Re: Dubious performance characteristics of hash-maps

Edward Z. Yang Tue, 23 Feb 2010 10:56:51 -0800

Hello!

Excerpts from Rich Hickey's message of Tue Feb 23 09:41:28 -0500 2010:
> Yes, the methodology is wrong, at least on the Clojure/JVM side.
> First, benchmarking anything without -server is a waste of time.
> Second, the JVM does dynamic profile-driven compilation - performance
> on single cold runs is not indicative of optimal performance. Third,
> putting the random stream gen call in the let doesn't preallocate the
> sequence, nor move its execution there (and thus out of the timing),
> as Clojure's repeatedly/take etc are lazy.

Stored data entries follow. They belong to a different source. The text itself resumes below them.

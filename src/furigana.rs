//! 振假名切分：把一个词的平假名读音分配到表层形中的汉字段上。
//!
//! 混合汉字与假名的词（送假名、前缀假名、中间假名）按以下方式对齐：
//! 先剥离首尾连续的假名，再在中间区域交替切出汉字段和假名段。每个汉字段的
//! 读音终点由下一个中间假名段（转为平假名）在读音串里的位置决定；没有下一个
//! 假名段时，汉字段取走除去首尾假名之外的剩余读音。
//!
//! 已知局限：如果汉字本身的读音里恰好包含后面那段假名（如「聞き手」读作
//! ききて，「聞」读 き，后接假名也是 き），锚点会在错误的位置命中，整段剩余读音
//! 会被分给第一个汉字段，后面的汉字段没有读音。这个行为保留不修。

use crate::kana::{has_kanji, is_all_kanji, is_kanji, katakana_to_hiragana};
use crate::models::TokenPart;

/// 根据表层形和读音生成 TokenPart 列表，各部分文本拼接后等于表层形
pub fn token_parts(surface: &str, reading: Option<&str>) -> Vec<TokenPart> {
    if surface.is_empty() {
        return Vec::new();
    }

    // 没有汉字：假名、片假名、标点、数字、罗马字都不需要读音
    if !has_kanji(surface) {
        return vec![TokenPart::plain(surface)];
    }

    match reading.filter(|r| !r.is_empty()) {
        // 熟语整体注音，不按字拆分
        Some(reading) if is_all_kanji(surface) => {
            vec![TokenPart::with_reading(surface, reading)]
        }
        Some(reading) => align_reading(surface, reading),
        None => vec![TokenPart::plain(surface)],
    }
}

/// 混合词的读音对齐，例如 食べ/たべ → [食(た), べ]，言い/いい → [言(い), い]
pub fn align_reading(surface: &str, reading: &str) -> Vec<TokenPart> {
    let chars: Vec<char> = surface.chars().collect();
    let reading: Vec<char> = reading.chars().collect();

    let prefix_len = chars.iter().take_while(|c| !is_kanji(**c)).count();
    if prefix_len == chars.len() {
        return vec![TokenPart::plain(surface)];
    }
    let suffix_len = chars.iter().rev().take_while(|c| !is_kanji(**c)).count();
    let middle_end = chars.len() - suffix_len;

    // 片假名转平假名是逐字映射，长度不变
    let reading_end = reading.len().saturating_sub(suffix_len);

    let mut parts = Vec::new();
    if prefix_len > 0 {
        parts.push(TokenPart::plain(collect(&chars, 0, prefix_len)));
    }

    let mut idx = prefix_len;
    let mut reading_idx = prefix_len;

    // 中间区域以汉字开头，每轮切出一个汉字段和其后的假名段
    while idx < middle_end {
        let kanji_start = idx;
        while idx < middle_end && is_kanji(chars[idx]) {
            idx += 1;
        }
        let kanji_text = collect(&chars, kanji_start, idx);

        if idx < middle_end {
            // 汉字段后面还有中间假名，用它作锚点
            let kana_start = idx;
            while idx < middle_end && !is_kanji(chars[idx]) {
                idx += 1;
            }
            let mid_kana = collect(&chars, kana_start, idx);
            let anchor: Vec<char> = katakana_to_hiragana(&mid_kana).chars().collect();

            let kanji_reading = match find_from(&reading, &anchor, reading_idx) {
                Some(pos) if pos > reading_idx => {
                    let r = collect(&reading, reading_idx, pos);
                    reading_idx = pos + anchor.len();
                    r
                }
                _ => {
                    let r = collect(&reading, reading_idx, reading_end);
                    reading_idx = reading_end;
                    r
                }
            };

            parts.push(kanji_part(kanji_text, kanji_reading));
            parts.push(TokenPart::plain(mid_kana));
        } else {
            let kanji_reading = collect(&reading, reading_idx, reading_end);
            parts.push(kanji_part(kanji_text, kanji_reading));
        }
    }

    if suffix_len > 0 {
        parts.push(TokenPart::plain(collect(&chars, middle_end, chars.len())));
    }

    parts
}

fn kanji_part(text: String, reading: String) -> TokenPart {
    if reading.is_empty() {
        TokenPart::plain(text)
    } else {
        TokenPart::with_reading(text, reading)
    }
}

fn collect(chars: &[char], start: usize, end: usize) -> String {
    let end = end.min(chars.len());
    if start >= end {
        return String::new();
    }
    chars[start..end].iter().collect()
}

fn find_from(haystack: &[char], needle: &[char], start: usize) -> Option<usize> {
    if start > haystack.len() {
        return None;
    }
    if needle.is_empty() {
        return Some(start);
    }
    haystack[start..]
        .windows(needle.len())
        .position(|w| w == needle)
        .map(|pos| pos + start)
}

Fourth, it's possible to
> structure the code more like your Haskell IntMap code [1] (i.e. no
> interleave). Fifth, AOT compilation makes no difference in performance
> - Clojure code is always compiled.


Great, I was hoping that was the case.  The HotSpot JVM is definitely
a big part of the mix, and I hadn't realized that it does dynamic profile
driven compilation.  I went off and read Cliff Click's excellent presentation
on the subject.

Re laziness, on closer inspection it looks like the equivalent Haskell
is also generating the lazy values inside the loop, so actually they're
roughly equivalent.  I've rewritten the Haskell code (not uploaded yet)
to force the random generation before timing.

> Try this:
> 
> ;run with java -server -Xmx1024m

Good catch.  I will bump up the default heap size in the Haskell RTS
to 1G as well.

> (defn main [i]
>   (let [vals (vec (take (* i 2) (mk-random-stream)))]
>     (dotimes [_ 10]
>       (time
>        (let [m (apply hash-map (take i vals))]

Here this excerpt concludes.